**Goal of the exercise**
Search the data below for "Some"; list each line that holds it.
--------------------------------
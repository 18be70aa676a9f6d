//! Token counter implementations
//!
//! The default backend is tiktoken (feature `tiktoken`, enabled by default);
//! a cheap byte-length estimate is always available as a fallback.

use contracts::TokenCounter;

use crate::error::SegmenterError;

/// Rough token estimate of one token per four bytes.
///
/// Deterministic and dependency-free; useful for tests and for builds
/// without the `tiktoken` feature.
#[derive(Debug, Default, Clone, Copy)]
pub struct ByteEstimateCounter;

/// Encoding name accepted by [`counter_for`] for the byte estimate.
pub const BYTE_ESTIMATE_ENCODING: &str = "byte-estimate";

impl TokenCounter for ByteEstimateCounter {
    fn count(&self, text: &str) -> usize {
        text.len().div_ceil(4)
    }

    fn encoding(&self) -> &str {
        BYTE_ESTIMATE_ENCODING
    }
}

/// BPE-accurate token counting backed by `tiktoken-rs`.
#[cfg(feature = "tiktoken")]
pub struct TiktokenCounter {
    bpe: tiktoken_rs::CoreBPE,
    encoding: String,
}

#[cfg(feature = "tiktoken")]
impl std::fmt::Debug for TiktokenCounter {
    fn fmt(&self, f: &mut std::fmt::Formatter<'_>) -> std::fmt::Result {
        f.debug_struct("TiktokenCounter")
            .field("encoding", &self.encoding)
            .finish_non_exhaustive()
    }
}

#[cfg(feature = "tiktoken")]
impl TiktokenCounter {
    /// Build a counter for a named encoding.
    ///
    /// # Errors
    /// [`SegmenterError::UnknownEncoding`] for names tiktoken does not ship,
    /// [`SegmenterError::TokenizerInit`] when the BPE tables fail to load.
    pub fn new(encoding: &str) -> Result<Self, SegmenterError> {
        let bpe = match encoding {
            "cl100k_base" => tiktoken_rs::cl100k_base(),
            "o200k_base" => tiktoken_rs::o200k_base(),
            "p50k_base" => tiktoken_rs::p50k_base(),
            "r50k_base" => tiktoken_rs::r50k_base(),
            other => {
                return Err(SegmenterError::UnknownEncoding {
                    name: other.to_string(),
                })
            }
        }
        .map_err(|e| SegmenterError::TokenizerInit {
            encoding: encoding.to_string(),
            message: e.to_string(),
        })?;

        Ok(Self {
            bpe,
            encoding: encoding.to_string(),
        })
    }
}

#[cfg(feature = "tiktoken")]
impl TokenCounter for TiktokenCounter {
    fn count(&self, text: &str) -> usize {
        self.bpe.encode_ordinary(text).len()
    }

    fn encoding(&self) -> &str {
        &self.encoding
    }
}

/// Resolve a counter from an encoding name.
///
/// `"byte-estimate"` always resolves to [`ByteEstimateCounter`]. Other names
/// go to the tiktoken backend; without the `tiktoken` feature they fall back
/// to the byte estimate with a warning.
pub fn counter_for(encoding: &str) -> Result<Box<dyn TokenCounter>, SegmenterError> {
    if encoding == BYTE_ESTIMATE_ENCODING {
        return Ok(Box::new(ByteEstimateCounter));
    }

    #[cfg(feature = "tiktoken")]
    {
        Ok(Box::new(TiktokenCounter::new(encoding)?))
    }

    #[cfg(not(feature = "tiktoken"))]
    {
        tracing::warn!(
            encoding,
            "tiktoken feature disabled, falling back to byte estimate"
        );
        Ok(Box::new(ByteEstimateCounter))
    }
}
//! BatchDispatcher - sequential batches with intra-batch fan-out

use std::sync::Arc;

use tokio::task::JoinSet;
use tracing::{debug, info, instrument, warn};

use contracts::{MemoryHandle, MemoryStore, ProgressCallback, ProgressEvent, TextRecord};

use crate::error::DispatcherError;
use crate::metrics::DispatchMetrics;

/// Default number of records submitted concurrently per batch
pub const DEFAULT_BATCH_SIZE: usize = 10;

/// Submits segmented records to a memory store in fixed-size batches.
///
/// Batches run strictly sequentially; within a batch one task per record is
/// spawned, so the batch size is also the cap on in-flight store calls.
pub struct BatchDispatcher<S> {
    store: Arc<S>,
    batch_size: usize,
    metrics: Arc<DispatchMetrics>,
}

impl<S> BatchDispatcher<S>
where
    S: MemoryStore + Send + Sync + 'static,
{
    /// Create a dispatcher with the default batch size
    pub fn new(store: Arc<S>) -> Self {
        Self::with_batch_size(store, DEFAULT_BATCH_SIZE)
    }

    /// Create a dispatcher with a custom batch size (minimum 1)
    pub fn with_batch_size(store: Arc<S>, batch_size: usize) -> Self {
        Self {
            store,
            batch_size: batch_size.max(1),
            metrics: Arc::new(DispatchMetrics::new()),
        }
    }

    /// Configured batch size
    pub fn batch_size(&self) -> usize {
        self.batch_size
    }

    /// Get current metrics
    pub fn metrics(&self) -> &Arc<DispatchMetrics> {
        &self.metrics
    }

    /// Submit all records, batch by batch.
    ///
    /// Returns the submitted records with their `saved` flag set. The order
    /// of the returned records follows completion order inside each batch
    /// and is therefore not guaranteed to match input order.
    ///
    /// # Errors
    /// Validation errors are returned before any work starts. A failed
    /// submission settles its batch (in-flight siblings run to completion)
    /// and then propagates; later batches are never scheduled. No retries.
    #[instrument(
        name = "dispatch",
        skip(self, records, handle, progress),
        fields(records = records.len(), batch_size = self.batch_size)
    )]
    pub async fn dispatch(
        &self,
        records: Vec<TextRecord>,
        budget: usize,
        handle: &MemoryHandle,
        progress: &ProgressCallback,
    ) -> Result<Vec<TextRecord>, DispatcherError> {
        if records.is_empty() {
            return Err(DispatcherError::NoRecords);
        }
        if budget == 0 {
            return Err(DispatcherError::InvalidBudget);
        }

        let total = records.len();
        let batch_count = total.div_ceil(self.batch_size);
        info!(records = total, batches = batch_count, "dispatch started");

        let mut results = Vec::with_capacity(total);
        for (batch_index, batch) in records.chunks(self.batch_size).enumerate() {
            debug!(batch = batch_index, size = batch.len(), "submitting batch");
            self.submit_batch(batch, budget, handle, total, progress, &mut results)
                .await?;
            self.metrics.inc_batch_count();
        }

        info!(saved = results.len(), "dispatch complete");
        Ok(results)
    }

    /// Fan out one batch and join at the batch barrier.
    ///
    /// On failure the join loop still drains every spawned task (siblings
    /// run to completion, their successes only surface as progress events)
    /// before returning the first error.
    async fn submit_batch(
        &self,
        batch: &[TextRecord],
        budget: usize,
        handle: &MemoryHandle,
        total: usize,
        progress: &ProgressCallback,
        results: &mut Vec<TextRecord>,
    ) -> Result<(), DispatcherError> {
        let mut tasks: JoinSet<Result<TextRecord, DispatcherError>> = JoinSet::new();

        for record in batch {
            let store = Arc::clone(&self.store);
            let handle = handle.clone();
            let mut record = record.clone();
            tasks.spawn(async move {
                // Serialize before the saved flag is set; the payload is the
                // record as segmented.
                let payload = serde_json::to_string(&record)
                    .map_err(|e| DispatcherError::serialize(&record.path, e.to_string()))?;
                let ack = store.update(&handle, &payload, budget).await?;
                record.saved = Some(ack);
                Ok(record)
            });
        }

        let mut first_error: Option<DispatcherError> = None;
        while let Some(joined) = tasks.join_next().await {
            match joined {
                Ok(Ok(record)) => {
                    if record.saved == Some(true) {
                        self.metrics.inc_saved_count();
                    } else {
                        self.metrics.inc_nacked_count();
                        warn!(path = %record.path, "store declined record");
                    }
                    progress(ProgressEvent::Dispatch {
                        record: record.clone(),
                        total,
                    });
                    if first_error.is_none() {
                        results.push(record);
                    }
                }
                Ok(Err(err)) => {
                    self.metrics.inc_failure_count();
                    warn!(error = %err, "record submission failed");
                    if first_error.is_none() {
                        first_error = Some(err);
                    }
                }
                Err(join_err) => {
                    self.metrics.inc_failure_count();
                    if first_error.is_none() {
                        first_error = Some(DispatcherError::TaskJoin {
                            message: join_err.to_string(),
                        });
                    }
                }
            }
        }

        match first_error {
            Some(err) => Err(err),
            None => Ok(()),
        }
    }
}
--------------------------------
**Task output**
                record.saved = Some(ack);
        while let Some(joined) = tasks.join_next().await {
                    if record.saved == Some(true) {
                        first_error = Some(err);
                        first_error = Some(DispatcherError::TaskJoin {
            Some(err) => Err(err),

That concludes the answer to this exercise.